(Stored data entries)
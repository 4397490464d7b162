//! NSM client protocol
//!
//! Client side of the Non Session Manager protocol, spoken over OSC/UDP.
//!
//! # Architecture
//!
//! - `SessionClient` - Hooks the embedding program implements (open, save, GUI, quit)
//! - `MessageTransport` - Duplex message channel to the session manager
//!
//! `NsmClient` is the engine: it announces itself, waits for the welcome,
//! dispatches server messages to the hooks and reports status back. All
//! fatal conditions (failed handshake, rejected announce, errors with
//! quit-on-error, SIGTERM) end in the same close sequence.

mod client;
mod handshake;
mod protocol;
mod signals;
pub mod traits;
mod transport;

pub use traits::{MessageTransport, OpenRequest, SessionClient};

pub use client::{resolve_session_path, NsmClient, EXIT_FAILURE, EXIT_OK};
pub use handshake::{PendingHandshake, WelcomeOutcome};
pub use protocol::{NsmMessage, ProtocolHandler, MAX_MESSAGE_PRIORITY};
pub use signals::{close_on, install_sigterm_handler};
pub use transport::{parse_server_url, UdpTransport};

» Task item: The entries need to be set down again in full, with no word changed.

» Solution for this exercise:
repository 4397490464d7b162
//! NSM client protocol
//!
//! Client side of the Non Session Manager protocol, spoken over OSC/UDP.
//!
//! # Architecture
//!
//! - `SessionClient` - Hooks the embedding program implements (open, save, GUI, quit)
//! - `MessageTransport` - Duplex message channel to the session manager
//!
//! `NsmClient` is the engine: it announces itself, waits for the welcome,
//! dispatches server messages to the hooks and reports status back. All
//! fatal conditions (failed handshake, rejected announce, errors with
//! quit-on-error, SIGTERM) end in the same close sequence.

mod client;
mod handshake;
mod protocol;
mod signals;
pub mod traits;
mod transport;

pub use traits::{MessageTransport, OpenRequest, SessionClient};

pub use client::{resolve_session_path, NsmClient, EXIT_FAILURE, EXIT_OK};
pub use handshake::{PendingHandshake, WelcomeOutcome};
pub use protocol::{NsmMessage, ProtocolHandler, MAX_MESSAGE_PRIORITY};
pub use signals::{close_on, install_sigterm_handler};
pub use transport::{parse_server_url, UdpTransport};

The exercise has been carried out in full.